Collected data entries
^^^^

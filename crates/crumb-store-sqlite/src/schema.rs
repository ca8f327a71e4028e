//! SQL schema for a Crumb profile.
//!
//! Executed once at connection startup. Future migrations will be gated on
//! `PRAGMA user_version`.

/// Full schema DDL; idempotent thanks to `CREATE TABLE IF NOT EXISTS`.
pub const SCHEMA: &str = "
PRAGMA journal_mode = WAL;

-- Expiring entries. Expired rows are ignored on read and removed by
-- purge_expired(); nothing deletes them proactively.
CREATE TABLE IF NOT EXISTS cookies (
    name        TEXT    NOT NULL,
    path        TEXT    NOT NULL,
    value       TEXT    NOT NULL,
    expires_at  TEXT,               -- RFC 3339 UTC, fixed width; NULL = never
    same_site   TEXT    NOT NULL,   -- 'strict' | 'lax' | 'none'
    secure      INTEGER NOT NULL,
    updated_at  TEXT    NOT NULL,
    PRIMARY KEY (name, path)
);

-- Non-expiring entries.
CREATE TABLE IF NOT EXISTS local_storage (
    key         TEXT PRIMARY KEY,
    value       TEXT NOT NULL,
    updated_at  TEXT NOT NULL
);

CREATE INDEX IF NOT EXISTS cookies_expires_idx ON cookies(expires_at);

PRAGMA user_version = 1;
";
use chrono::{DateTime, Utc};
use serde::{Deserialize, Serialize};

/// One historical price/volume observation
#[derive(Debug, Clone, PartialEq, Serialize, Deserialize)]
pub struct PricePoint {
    pub date: DateTime<Utc>,
    pub price: f64,
    pub volume: f64,
}

/// Named historical window/granularity combination used for charting and
/// analysis input. The provider-side interval/limit mapping lives with the
/// history fetcher.
#[derive(Debug, Clone, Copy, Default, PartialEq, Eq, Hash, Serialize, Deserialize)]
pub enum Timeframe {
    #[default]
    Week1,
    Month3,
    Year1,
}

impl Timeframe {
    pub const ALL: [Timeframe; 3] = [Timeframe::Week1, Timeframe::Month3, Timeframe::Year1];

    /// Display label as shown to consumers
    pub fn label(&self) -> &'static str {
        match self {
            Timeframe::Week1 => "7D",
            Timeframe::Month3 => "3M",
            Timeframe::Year1 => "1Y",
        }
    }
}

impl std::fmt::Display for Timeframe {
    fn fmt(&self, f: &mut std::fmt::Formatter<'_>) -> std::fmt::Result {
        f.write_str(self.label())
    }
}

/// Ordered price/volume history for one (symbol, timeframe) pair.
/// Produced non-empty and ascending by date; immutable once fetched.
#[derive(Debug, Clone, PartialEq, Serialize, Deserialize)]
pub struct PriceSeries {
    pub symbol: String,
    pub timeframe: Timeframe,
    pub points: Vec<PricePoint>,
}

impl PriceSeries {
    pub fn latest(&self) -> Option<&PricePoint> {
        self.points.last()
    }

    pub fn is_chronological(&self) -> bool {
        self.points.windows(2).all(|w| w[0].date <= w[1].date)
    }
}

/// The three fetched series handed to the analysis provider, one per
/// timeframe. Owned by a single analysis request.
#[derive(Debug, Clone, PartialEq, Serialize, Deserialize)]
pub struct HistoryBundle {
    pub series_7d: PriceSeries,
    pub series_3m: PriceSeries,
    pub series_1y: PriceSeries,
}

impl HistoryBundle {
    pub fn get(&self, timeframe: Timeframe) -> &PriceSeries {
        match timeframe {
            Timeframe::Week1 => &self.series_7d,
            Timeframe::Month3 => &self.series_3m,
            Timeframe::Year1 => &self.series_1y,
        }
    }
}

/// Latest streamed price snapshot for the tracked symbol.
/// Overwritten per tick, cleared when the tracked symbol changes.
#[derive(Debug, Clone, Copy, PartialEq, Serialize, Deserialize)]
pub struct LiveQuote {
    pub price: f64,
    pub change: f64,
    pub percent_change: f64,
    pub is_positive: bool,
}

/// Trade direction called by an analysis
#[derive(Debug, Clone, Copy, PartialEq, Eq, Serialize, Deserialize)]
#[serde(rename_all = "lowercase")]
pub enum Signal {
    Buy,
    Hold,
    Sell,
}

impl Signal {
    pub fn to_label(&self) -> &'static str {
        match self {
            Signal::Buy => "Buy",
            Signal::Hold => "Hold",
            Signal::Sell => "Sell",
        }
    }
}

#[derive(Debug, Clone, Copy, PartialEq, Eq, Serialize, Deserialize)]
#[serde(rename_all = "lowercase")]
pub enum TrendDirection {
    Bullish,
    Bearish,
    Sideways,
}

/// Inclusive price band
#[derive(Debug, Clone, Copy, PartialEq, Serialize, Deserialize)]
pub struct PriceZone {
    pub low: f64,
    pub high: f64,
}

/// Trend calls across the three analysis horizons
#[derive(Debug, Clone, Copy, PartialEq, Serialize, Deserialize)]
pub struct TrendOutlook {
    pub short_term: TrendDirection,
    pub mid_term: TrendDirection,
    pub long_term: TrendDirection,
}

#[derive(Debug, Clone, PartialEq, Serialize, Deserialize)]
pub struct Confidence {
    /// 0.0 to 1.0
    pub score: f64,
    pub reason: String,
}

#[derive(Debug, Clone, PartialEq, Serialize, Deserialize)]
pub struct Recommendation {
    pub signal: Signal,
    pub reason: String,
}

/// Structured output of one AI analysis run. Opaque once received: replaced,
/// never mutated. Every field is required at the serde layer, so an upstream
/// response missing any of them fails deserialization.
#[derive(Debug, Clone, PartialEq, Serialize, Deserialize)]
pub struct AnalysisResult {
    pub support_levels: Vec<f64>,
    pub resistance_levels: Vec<f64>,
    pub buy_zone: PriceZone,
    pub take_profit_levels: Vec<f64>,
    pub stop_loss: f64,
    pub trend: TrendOutlook,
    pub confidence: Confidence,
    pub market_driver: String,
    pub summary: String,
    pub recommendation: Recommendation,
    pub bull_case: String,
    pub bear_case: String,
    pub market_sentiment: String,
    pub key_takeaways: Vec<String>,
}

/// Engine status for the current analysis request
#[derive(Debug, Clone, Copy, Default, PartialEq, Eq, Serialize, Deserialize)]
#[serde(rename_all = "lowercase")]
pub enum Status {
    #[default]
    Idle,
    Loading,
    Success,
    Error,
}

^^^^

Problem to work on
The answer must restate all of the entries exactly.

Response area
filename crates/crumb-store-sqlite/src/schema.rs
repository ca8f327a71e4028e
//! SQL schema for a Crumb profile.
//!
//! Executed once at connection startup. Future migrations will be gated on
//! `PRAGMA user_version`.

/// Full schema DDL; idempotent thanks to `CREATE TABLE IF NOT EXISTS`.
pub const SCHEMA: &str = "
PRAGMA journal_mode = WAL;

-- Expiring entries. Expired rows are ignored on read and removed by
-- purge_expired(); nothing deletes them proactively.
CREATE TABLE IF NOT EXISTS cookies (
    name        TEXT    NOT NULL,
    path        TEXT    NOT NULL,
    value       TEXT    NOT NULL,
    expires_at  TEXT,               -- RFC 3339 UTC, fixed width; NULL = never
    same_site   TEXT    NOT NULL,   -- 'strict' | 'lax' | 'none'
    secure      INTEGER NOT NULL,
    updated_at  TEXT    NOT NULL,
    PRIMARY KEY (name, path)
);

-- Non-expiring entries.
CREATE TABLE IF NOT EXISTS local_storage (
    key         TEXT PRIMARY KEY,
    value       TEXT NOT NULL,
    updated_at  TEXT NOT NULL
);

CREATE INDEX IF NOT EXISTS cookies_expires_idx ON cookies(expires_at);

PRAGMA user_version = 1;
";
use chrono::{DateTime, Utc};
use serde::{Deserialize, Serialize};

/// One historical price/volume observation
#[derive(Debug, Clone, PartialEq, Serialize, Deserialize)]
pub struct PricePoint {
    pub date: DateTime<Utc>,
    pub price: f64,
    pub volume: f64,
}

/// Named historical window/granularity combination used for charting and
/// analysis input. The provider-side interval/limit mapping lives with the
/// history fetcher.
#[derive(Debug, Clone, Copy, Default, PartialEq, Eq, Hash, Serialize, Deserialize)]
pub enum Timeframe {
    #[default]
    Week1,
    Month3,
    Year1,
}

impl Timeframe {
    pub const ALL: [Timeframe; 3] = [Timeframe::Week1, Timeframe::Month3, Timeframe::Year1];

    /// Display label as shown to consumers
    pub fn label(&self) -> &'static str {
        match self {
            Timeframe::Week1 => "7D",
            Timeframe::Month3 => "3M",
            Timeframe::Year1 => "1Y",
        }
    }
}

impl std::fmt::Display for Timeframe {
    fn fmt(&self, f: &mut std::fmt::Formatter<'_>) -> std::fmt::Result {
        f.write_str(self.label())
    }
}

/// Ordered price/volume history for one (symbol, timeframe) pair.
/// Produced non-empty and ascending by date; immutable once fetched.
#[derive(Debug, Clone, PartialEq, Serialize, Deserialize)]
pub struct PriceSeries {
    pub symbol: String,
    pub timeframe: Timeframe,
    pub points: Vec<PricePoint>,
}

impl PriceSeries {
    pub fn latest(&self) -> Option<&PricePoint> {
        self.points.last()
    }

    pub fn is_chronological(&self) -> bool {
        self.points.windows(2).all(|w| w[0].date <= w[1].date)
    }
}

/// The three fetched series handed to the analysis provider, one per
/// timeframe. Owned by a single analysis request.
#[derive(Debug, Clone, PartialEq, Serialize, Deserialize)]
pub struct HistoryBundle {
    pub series_7d: PriceSeries,
    pub series_3m: PriceSeries,
    pub series_1y: PriceSeries,
}

impl HistoryBundle {
    pub fn get(&self, timeframe: Timeframe) -> &PriceSeries {
        match timeframe {
            Timeframe::Week1 => &self.series_7d,
            Timeframe::Month3 => &self.series_3m,
            Timeframe::Year1 => &self.series_1y,
        }
    }
}

/// Latest streamed price snapshot for the tracked symbol.
/// Overwritten per tick, cleared when the tracked symbol changes.
#[derive(Debug, Clone, Copy, PartialEq, Serialize, Deserialize)]
pub struct LiveQuote {
    pub price: f64,
    pub change: f64,
    pub percent_change: f64,
    pub is_positive: bool,
}

/// Trade direction called by an analysis
#[derive(Debug, Clone, Copy, PartialEq, Eq, Serialize, Deserialize)]
#[serde(rename_all = "lowercase")]
pub enum Signal {
    Buy,
    Hold,
    Sell,
}

impl Signal {
    pub fn to_label(&self) -> &'static str {
        match self {
            Signal::Buy => "Buy",
            Signal::Hold => "Hold",
            Signal::Sell => "Sell",
        }
    }
}

#[derive(Debug, Clone, Copy, PartialEq, Eq, Serialize, Deserialize)]
#[serde(rename_all = "lowercase")]
pub enum TrendDirection {
    Bullish,
    Bearish,
    Sideways,
}

/// Inclusive price band
#[derive(Debug, Clone, Copy, PartialEq, Serialize, Deserialize)]
pub struct PriceZone {
    pub low: f64,
    pub high: f64,
}

/// Trend calls across the three analysis horizons
#[derive(Debug, Clone, Copy, PartialEq, Serialize, Deserialize)]
pub struct TrendOutlook {
    pub short_term: TrendDirection,
    pub mid_term: TrendDirection,
    pub long_term: TrendDirection,
}

#[derive(Debug, Clone, PartialEq, Serialize, Deserialize)]
pub struct Confidence {
    /// 0.0 to 1.0
    pub score: f64,
    pub reason: String,
}

#[derive(Debug, Clone, PartialEq, Serialize, Deserialize)]
pub struct Recommendation {
    pub signal: Signal,
    pub reason: String,
}

/// Structured output of one AI analysis run. Opaque once received: replaced,
/// never mutated. Every field is required at the serde layer, so an upstream
/// response missing any of them fails deserialization.
#[derive(Debug, Clone, PartialEq, Serialize, Deserialize)]
pub struct AnalysisResult {
    pub support_levels: Vec<f64>,
    pub resistance_levels: Vec<f64>,
    pub buy_zone: PriceZone,
    pub take_profit_levels: Vec<f64>,
    pub stop_loss: f64,
    pub trend: TrendOutlook,
    pub confidence: Confidence,
    pub market_driver: String,
    pub summary: String,
    pub recommendation: Recommendation,
    pub bull_case: String,
    pub bear_case: String,
    pub market_sentiment: String,
    pub key_takeaways: Vec<String>,
}

/// Engine status for the current analysis request
#[derive(Debug, Clone, Copy, Default, PartialEq, Eq, Serialize, Deserialize)]
#[serde(rename_all = "lowercase")]
pub enum Status {
    #[default]
    Idle,
    Loading,
    Success,
    Error,
}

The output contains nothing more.